The consultants now wanted to proceed beyond the first-phase diagnostics to broad-scale implementation. They had written the script for the reengineering exercise and wanted to continue guiding the effort. They talked of finding the optimal solutions for crafting new process platforms and engaging in phase-out diagnostics. TACK produced a thick book of 350 changes it wanted to make, from consolidating work centers to simplifying procedures for approving customer service. TACK said that if its fixes were implemented, they would generate a high internal rate of return and a payback on investment in 2 years. If the consulting achieved only one quarter of its goals, the company still would see a 3-year payback. Board members enthusiastically received these numbers. 

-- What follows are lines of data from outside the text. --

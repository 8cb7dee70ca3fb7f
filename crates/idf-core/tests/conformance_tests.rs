// Dweve IDF - Input Data File toolkit
//
// Copyright (c) 2025 Dweve IP B.V. and individual contributors.
//
// SPDX-License-Identifier: Apache-2.0
//
// Licensed under the Apache License, Version 2.0 (the "License");
// you may not use this file except in compliance with the License.
// You may obtain a copy of the License in the LICENSE file at the
// root of this repository or at: http://www.apache.org/licenses/LICENSE-2.0
//
// Unless required by applicable law or agreed to in writing, software
// distributed under the License is distributed on an "AS IS" BASIS,
// WITHOUT WARRANTIES OR CONDITIONS OF ANY KIND, either express or implied.
// See the License for the specific language governing permissions and
// limitations under the License.

//! Decoder and validator behavior on complete inputs.

use idf_core::{
    decode, decode_with_options, encode, validate, DecodeOptions, DiagnosticKind, Scalar,
    Severity,
};
use idf_test::fixtures::{self, errors, standard_schema};

// =============================================================================
// Decoding
// =============================================================================

#[test]
fn test_foo_scenario() {
    let decoded = decode(fixtures::FOO_IDF, &fixtures::foo_schema());
    assert!(decoded.success);

    let instance = decoded.document.get("Foo", "Inst1").unwrap();
    assert_eq!(instance.get("a"), Some(&Scalar::Integer(1)));
    assert_eq!(instance.get("b"), Some(&Scalar::Integer(2)));
    assert_eq!(instance.extensions.len(), 2);
    assert_eq!(instance.extensions[0]["x"], Scalar::Integer(10));
    assert_eq!(instance.extensions[0]["y"], Scalar::Integer(20));
    assert_eq!(instance.extensions[1]["x"], Scalar::Integer(30));
    assert_eq!(instance.extensions[1]["y"], Scalar::Integer(40));
}

#[test]
fn test_office_decodes_cleanly() {
    let schema = standard_schema();
    let decoded = decode(fixtures::OFFICE_IDF, &schema);
    assert!(decoded.success);
    assert!(decoded.diagnostics.is_empty());
    assert_eq!(decoded.document, fixtures::office_document());
    assert_eq!(decoded.document.total_instances(), 9);
}

#[test]
fn test_keywords_resolve_case_insensitively() {
    let schema = standard_schema();
    let decoded = decode(fixtures::MIXED_CASE_IDF, &schema);
    assert!(decoded.success);

    let building = decoded.document.get("Building", "HQ").unwrap();
    assert_eq!(building.get("terrain"), Some(&Scalar::from("Suburbs")));

    let zone = decoded.document.get("Zone", "West Zone").unwrap();
    assert_eq!(zone.get("volume"), Some(&Scalar::from("Autocalculate")));
    assert_eq!(
        zone.get("zone_inside_convection_algorithm"),
        Some(&Scalar::from("TARP"))
    );

    let coil = decoded.document.get("Coil:Cooling:Water", "Coil One").unwrap();
    assert_eq!(coil.get("availability_schedule_name"), Some(&Scalar::from("")));
    assert_eq!(coil.get("design_water_flow_rate"), Some(&Scalar::from("Autosize")));
}

#[test]
fn test_blank_fields_are_empty_strings() {
    let schema = standard_schema();
    let decoded = decode(fixtures::BLANKS_IDF, &schema);
    assert!(decoded.success);

    let zone = decoded.document.get("Zone", "Blank Zone").unwrap();
    for field in ["x_origin", "multiplier", "volume"] {
        assert_eq!(zone.get(field), Some(&Scalar::from("")), "field {}", field);
    }
    assert!(!validate(&decoded.document, &schema).has_errors());
}

#[test]
fn test_min_fields_padding() {
    let decoded = decode("Coil:Cooling:Water, C1;", &standard_schema());
    let coil = decoded.document.get("Coil:Cooling:Water", "C1").unwrap();
    assert_eq!(coil.get("availability_schedule_name"), Some(&Scalar::from("")));
    assert_eq!(coil.get("design_water_flow_rate"), Some(&Scalar::from("")));
    assert_eq!(coil.get("design_inlet_water_temperature"), None);
}

#[test]
fn test_extensible_arity() {
    let schema = fixtures::foo_schema();
    for rows in 0..6 {
        let mut text = String::from("Foo, F, 1, 2");
        for row in 0..rows {
            text.push_str(&format!(", {}, {}", row, row * 10));
        }
        text.push(';');
        let decoded = decode(&text, &schema);
        let instance = decoded.document.get("Foo", "F").unwrap();
        assert_eq!(instance.extensions.len(), rows);
        assert!(instance.extensions.iter().all(|e| e.len() == 2));
    }
}

#[test]
fn test_partial_group_is_flushed() {
    let decoded = decode("Foo, F, 1, 2, 10, 20, 30;", &fixtures::foo_schema());
    let instance = decoded.document.get("Foo", "F").unwrap();
    assert_eq!(instance.extensions.len(), 2);
    assert_eq!(instance.extensions[1].len(), 1);
    assert_eq!(instance.extensions[1]["x"], Scalar::Integer(30));
}

#[test]
fn test_unknown_object_type_is_skipped() {
    let schema = standard_schema();
    let decoded = decode("Building, HQ;\nFrobnicator, X, 1;\nZone, Z1;", &schema);
    assert!(decoded.success);
    assert_eq!(decoded.document.count("Zone"), 1);

    let errors = decoded.diagnostics.errors();
    assert_eq!(errors.len(), 1);
    assert_eq!(errors[0].kind(), DiagnosticKind::UnknownObjectType);
    assert!(errors[0].message().contains("Frobnicator"));
    assert_eq!(errors[0].line(), Some(2));
}

#[test]
fn test_lexical_error_resynchronizes() {
    let schema = standard_schema();
    let decoded = decode("Zone, `Z1;\nZone, Z2;", &schema);
    assert!(!decoded.success);
    assert!(decoded.document.contains("Zone", "Z2"));
    assert!(!decoded.document.contains("Zone", "`Z1"));
    assert_eq!(decoded.diagnostics.errors()[0].kind(), DiagnosticKind::Lexical);
    assert!(decoded.into_result().is_err());
}

#[test]
fn test_invalid_samples() {
    let schema = standard_schema();
    for (name, text, kind) in errors::invalid_idf_samples() {
        let decoded = decode(text, &schema);
        assert!(!decoded.success, "{}", name);
        assert_eq!(decoded.diagnostics.errors()[0].kind(), kind, "{}", name);
    }
}

#[test]
fn test_duplicate_names() {
    let schema = standard_schema();
    let decoded = decode("Zone, Z1;\nZone, Z1, 5;", &schema);
    let warnings = decoded.diagnostics.warnings();
    assert_eq!(warnings.len(), 1);
    assert_eq!(warnings[0].kind(), DiagnosticKind::DuplicateName);
    assert_eq!(warnings[0].message(), "Duplicate name found. name: \"Z1\"");
    // last one wins
    let zone = decoded.document.get("Zone", "Z1").unwrap();
    assert_eq!(zone.get("x_origin"), Some(&Scalar::Integer(5)));
}

#[test]
fn test_run_period_duplicates_are_exempt() {
    let schema = standard_schema();
    let text = "RunPeriod, R, 1, 1, 6, 30;\nRunPeriod, R, 7, 1, 12, 31;";
    assert!(decode(text, &schema).diagnostics.is_empty());

    let strict = DecodeOptions::builder().no_exemptions().build();
    let decoded = decode_with_options(text, &schema, &strict);
    assert_eq!(decoded.diagnostics.warning_count(), 1);
}

#[test]
fn test_unnamed_objects_get_synthesized_names() {
    let decoded = decode("Version, 9.6;\nVersion, 9.5;", &standard_schema());
    assert!(decoded.document.contains("Version", "Version 1"));
    assert!(decoded.document.contains("Version", "Version 2"));
    assert!(decoded.diagnostics.is_empty());
}

// =============================================================================
// Validation
// =============================================================================

#[test]
fn test_office_validates() {
    let schema = standard_schema();
    let diagnostics = validate(&fixtures::office_document(), &schema);
    assert_eq!(diagnostics.error_count(), 0, "{:?}", diagnostics.errors());
    // integer fields receiving numbers are advisory only
    assert!(diagnostics
        .warnings()
        .iter()
        .all(|w| w.severity() == Severity::Warning && w.kind() == DiagnosticKind::TypeMismatch));
}

#[test]
fn test_exclusive_minimum_scenario() {
    let schema = standard_schema();

    let at_bound = decode("Building, HQ;\nFoo, F1, 0;", &schema).document;
    let diagnostics = validate(&at_bound, &schema);
    assert_eq!(diagnostics.error_count(), 1);
    assert!(diagnostics.errors()[0].message().contains("exclusive minimum"));

    let above = decode("Building, HQ;\nFoo, F1, 0.0001;", &schema).document;
    assert_eq!(validate(&above, &schema).error_count(), 0);
}

#[test]
fn test_semantically_invalid_samples() {
    let schema = standard_schema();
    for (name, text, kind) in errors::semantically_invalid_samples() {
        let decoded = decode(text, &schema);
        let diagnostics = validate(&decoded.document, &schema);
        assert!(
            diagnostics.errors().iter().any(|d| d.kind() == kind),
            "{}: {:?}",
            name,
            diagnostics.errors()
        );
    }
}

#[test]
fn test_range_message_wording() {
    let schema = standard_schema();
    let doc = decode("Building, HQ;\n\nRunPeriod, R, 0, 1, 12, 31;", &schema).document;
    let diagnostics = validate(&doc, &schema);
    assert_eq!(
        diagnostics.errors()[0].message(),
        "Out of Range: Value \"0\" for field \"begin_month\" in object \"RunPeriod\" parsed at line 3 is less than the minimum"
    );
}

// =============================================================================
// Encoding
// =============================================================================

#[test]
fn test_office_round_trip() {
    let schema = standard_schema();
    let text = encode(&fixtures::office_document(), &schema).unwrap();
    let decoded = decode(&text, &schema);
    assert!(decoded.success);
    assert_eq!(decoded.document, fixtures::office_document());
}

#[test]
fn test_encode_unknown_type_fails() {
    let doc = fixtures::office_document();
    assert!(encode(&doc, &fixtures::foo_schema()).is_err());
}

When questioned about the human side of the layoffs, one of the TACK consultants replied that employees would be retrained with survival skills related to initiative, teamwork, accountability, and open communications. They would need these “whether they stayed at Phantom or ended up somewhere else.” In the year the restructuring was considered, Phantom had $151 million in losses compared with a profit of $356 million the previous year. Phantom had a large multistate branch network and employed 26,432 people; TACK sought to cut up to 7,000 employees from the payroll. Phantom said the details of the buyout packages would be announced shortly. If enough people did not voluntarily accept the packages, the company would have to let them go. 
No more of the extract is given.